For more than a decade, Dr. Joseph Ha was an important part of Holt — a friend and ambassador, a supporter and advocate. When he died in 2010, after only a year of service on Holt’s board, he left behind a remarkable gift — one that continues his mission to bring education and opportunity to those less fortunate, and defines his personal legacy.

Dr. Joseph Ha with his three granddaughters, who he doted upon and loved dearly. In the last few weeks of his life in the hospital, Dr. Ha asked his eldest granddaughter, 12-year-old Lainey, what she most wanted, and she replied that she wanted a dog. Dr. Ha wasn’t necessarily a dog person, and his daughter Karen even recalls times when Dr. Ha would feel confused how people could lavish dogs in gifts as if they were people.
Yet, every morning, Lainey’s dog Pepper runs into the kitchen dressed in clothes and with braided ear hair. She’s become the inside joke in the house, and also a beloved member of the family.

THE FIRST FEW TIMES Dr.
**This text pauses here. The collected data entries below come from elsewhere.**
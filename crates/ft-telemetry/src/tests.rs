//! Unit tests for ft-telemetry.

#[cfg(test)]
mod store {
    use ft_core::{DeviceIndex, Layer, NodeIndex};

    use crate::{LinkSample, SampleKey, TelemetryError, TelemetryStore};

    fn key(bucket: u32) -> SampleKey {
        SampleKey { layer: Layer::Tor, bucket, node: NodeIndex(1), device: DeviceIndex(2) }
    }

    #[test]
    fn insert_and_get() {
        let mut s = TelemetryStore::new(5);
        let v = LinkSample { utilization: 12.5, loss: 1.0 };
        s.insert(key(3), v).unwrap();
        assert_eq!(s.get(Layer::Tor, 3, NodeIndex(1), DeviceIndex(2)), Some(v));
        assert_eq!(s.get(Layer::Aggr, 3, NodeIndex(1), DeviceIndex(2)), None);
        assert_eq!(s.get_or_zero(Layer::Tor, 4, NodeIndex(1), DeviceIndex(2)), LinkSample::default());
        assert_eq!(s.len(), 1);
    }

    #[test]
    fn rejects_overwrite() {
        let mut s = TelemetryStore::new(5);
        s.insert(key(1), LinkSample::default()).unwrap();
        let err = s.insert(key(1), LinkSample { utilization: 1.0, loss: 0.0 }).unwrap_err();
        assert!(matches!(err, TelemetryError::Overwrite(k) if k == key(1)));
        assert_eq!(s.get(Layer::Tor, 1, NodeIndex(1), DeviceIndex(2)), Some(LinkSample::default()));
    }

    #[test]
    fn horizon_bucket_is_inclusive() {
        let mut s = TelemetryStore::new(5);
        s.insert(key(5), LinkSample::default()).unwrap();
        let err = s.insert(key(6), LinkSample::default()).unwrap_err();
        assert!(matches!(err, TelemetryError::BucketOutOfRange { bucket: 6, horizon: 5 }));
    }
}

#[cfg(test)]
mod sampler {
    use approx::assert_relative_eq;

    use ft_core::{DeviceIndex, FatTreeDims, Layer, NodeIndex, SimTime};
    use ft_fabric::{DeviceCounters, DeviceRef, FabricBuilder, StaticFabric};
    use ft_schedule::Firing;

    use crate::{LinkSample, SampleKey, SamplerState, TelemetryError, TelemetrySampler, TelemetryStore};

    const RATE: u64 = 100_000_000;

    fn fabric() -> StaticFabric {
        FabricBuilder::new(FatTreeDims::new(4, 1).unwrap()).build()
    }

    #[test]
    fn idle_device_is_zero_zero() {
        let s = TelemetrySampler::new(Layer::ALL.to_vec(), RATE, SimTime::from_secs(3)).unwrap();
        let v = s.link_sample(0, 0);
        assert_eq!(v.utilization, 0.0);
        assert_eq!(v.loss, 0.0);
    }

    #[test]
    fn percentages() {
        let s = TelemetrySampler::new(Layer::ALL.to_vec(), RATE, SimTime::from_secs(3)).unwrap();
        // 6.25 MB/s on a 100 Mbps link is half the capacity
        let v = s.link_sample(6_250_000, 0);
        assert_relative_eq!(v.utilization, 50.0);
        let v = s.link_sample(750, 250);
        assert_relative_eq!(v.loss, 25.0);
        let v = s.link_sample(0, 10);
        assert_relative_eq!(v.loss, 100.0);
        assert_eq!(v.utilization, 0.0);
    }

    #[test]
    fn fire_reads_resets_and_stores() {
        let mut f = fabric();
        let mut store = TelemetryStore::new(3);
        let mut s = TelemetrySampler::new(vec![Layer::Host, Layer::Core], RATE, SimTime::from_secs(3)).unwrap();

        assert_eq!(s.fire(SimTime::ZERO, &mut f, &mut store).unwrap(), Firing::Reschedule(SimTime::ONE_SECOND));
        // 16 hosts x 1 link + 4 cores x 4 links
        assert_eq!(store.len(), 32);

        let up = f.host_uplink(ft_core::HostIndex(2));
        f.record_received(up, 1_250_000);
        f.record_dropped(up, 1_250_000);
        s.fire(SimTime::ONE_SECOND, &mut f, &mut store).unwrap();

        let v = store.get(Layer::Host, 1, NodeIndex(2), DeviceIndex(1)).unwrap();
        assert_relative_eq!(v.utilization, 10.0);
        assert_relative_eq!(v.loss, 50.0);
        assert_eq!(f.received_bytes(up), 0);
        assert_eq!(f.dropped_bytes(up), 0);

        let other = store.get(Layer::Core, 1, NodeIndex(0), DeviceIndex(1)).unwrap();
        assert_eq!((other.utilization, other.loss), (0.0, 0.0));
        // loopback never sampled
        assert!(store.get(Layer::Host, 1, NodeIndex(2), DeviceIndex::LOOPBACK).is_none());
        // unsampled layer
        assert!(store.get(Layer::Tor, 1, NodeIndex(0), DeviceIndex(1)).is_none());
    }

    #[test]
    fn runs_through_horizon_then_done() {
        let mut f = fabric();
        let mut store = TelemetryStore::new(3);
        let mut s = TelemetrySampler::new(vec![Layer::Host], RATE, SimTime::from_secs(3)).unwrap();

        let mut now = SimTime::ZERO;
        let mut firings = 0;
        while let Firing::Reschedule(d) = s.fire(now, &mut f, &mut store).unwrap() {
            firings += 1;
            now = now + d;
        }
        firings += 1;
        assert_eq!(firings, 4);
        assert_eq!(now, SimTime::from_secs(3));
        assert_eq!(s.state(), SamplerState::Done);
        assert!(matches!(s.fire(now, &mut f, &mut store), Err(TelemetryError::NotArmed(SamplerState::Done))));
    }

    #[test]
    fn values_are_never_negative() {
        let mut f = fabric();
        let mut store = TelemetryStore::new(2);
        let mut s = TelemetrySampler::new(Layer::ALL.to_vec(), RATE, SimTime::from_secs(2)).unwrap();
        s.fire(SimTime::ZERO, &mut f, &mut store).unwrap();
        for (i, n) in (0..8u32).enumerate() {
            let dev = DeviceRef::new(Layer::Tor, NodeIndex(n), DeviceIndex(1 + (i as u32 % 4)));
            f.record_received(dev, (i as u64) * 10_000);
            f.record_dropped(dev, (7 - i as u64) * 1_000);
        }
        s.fire(SimTime::ONE_SECOND, &mut f, &mut store).unwrap();
        for n in 0..8u32 {
            for d in 1..=4u32 {
                let v = store.get(Layer::Tor, 1, NodeIndex(n), DeviceIndex(d)).unwrap();
                assert!(v.utilization >= 0.0);
                assert!((0.0..=100.0).contains(&v.loss));
            }
        }
    }

    #[test]
    fn fractional_time_rejected() {
        let mut f = fabric();
        let mut store = TelemetryStore::new(2);
        let mut s = TelemetrySampler::new(vec![Layer::Host], RATE, SimTime::from_secs(2)).unwrap();
        let err = s.fire(SimTime::from_secs_f64(0.5), &mut f, &mut store).unwrap_err();
        assert!(matches!(err, TelemetryError::FractionalSecond(_)));
        assert_eq!(s.state(), SamplerState::Armed);
    }

    #[test]
    fn rejected_bucket_leaves_counters_untouched() {
        let mut f = fabric();
        let tor = DeviceRef::new(Layer::Tor, NodeIndex(0), DeviceIndex(1));
        let host = DeviceRef::new(Layer::Host, NodeIndex(3), DeviceIndex(1));
        f.record_received(tor, 1_000);
        f.record_received(host, 2_000);

        // The last host uplink of bucket 1 is already taken.
        let mut store = TelemetryStore::new(2);
        let taken = SampleKey { layer: Layer::Host, bucket: 1, node: NodeIndex(15), device: DeviceIndex(1) };
        store.insert(taken, LinkSample::default()).unwrap();

        let mut s = TelemetrySampler::new(vec![Layer::Tor, Layer::Host], RATE, SimTime::from_secs(2)).unwrap();
        let err = s.fire(SimTime::ONE_SECOND, &mut f, &mut store).unwrap_err();
        assert!(matches!(err, TelemetryError::Overwrite(k) if k == taken));
        assert_eq!(s.state(), SamplerState::Armed);
        assert_eq!(f.received_bytes(tor), 1_000);
        assert_eq!(f.received_bytes(host), 2_000);
        assert_eq!(store.len(), 1);

        // A free bucket still goes through.
        assert_eq!(s.fire(SimTime::from_secs(2), &mut f, &mut store).unwrap(), Firing::Terminated);
        assert_eq!(f.received_bytes(tor), 0);
        let v = store.get(Layer::Host, 2, NodeIndex(3), DeviceIndex(1)).unwrap();
        assert_relative_eq!(v.utilization, 2_000.0 * 8.0 * 100.0 / RATE as f64);
    }

    #[test]
    fn duplicate_layers_rejected() {
        assert!(matches!(
            TelemetrySampler::new(vec![Layer::Core, Layer::Host, Layer::Core], RATE, SimTime::ONE_SECOND),
            Err(TelemetryError::DuplicateLayer(Layer::Core))
        ));
    }

    #[test]
    fn zero_link_rate_rejected() {
        assert!(matches!(
            TelemetrySampler::new(vec![Layer::Host], 0, SimTime::ONE_SECOND),
            Err(TelemetryError::ZeroLinkRate)
        ));
    }
}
Joseph Ha spent Christmas at Holt’s Ilsan Center — a long-term care facility in Korea — his wife and daughter had no idea what he was doing.

Perhaps they thought he was away on business, which was common in his role as Nike’s vice president of international business and government relations. As a Korean man himself, with an extraordinary talent to make and connect friends, Dr. Ha spent a lot of time overseas, particularly in Japan, China, Korea and Southeast Asia.

However, Dr. Ha wasn’t in Korea for business — he was there for a party, one that he threw every year for more than 10 years.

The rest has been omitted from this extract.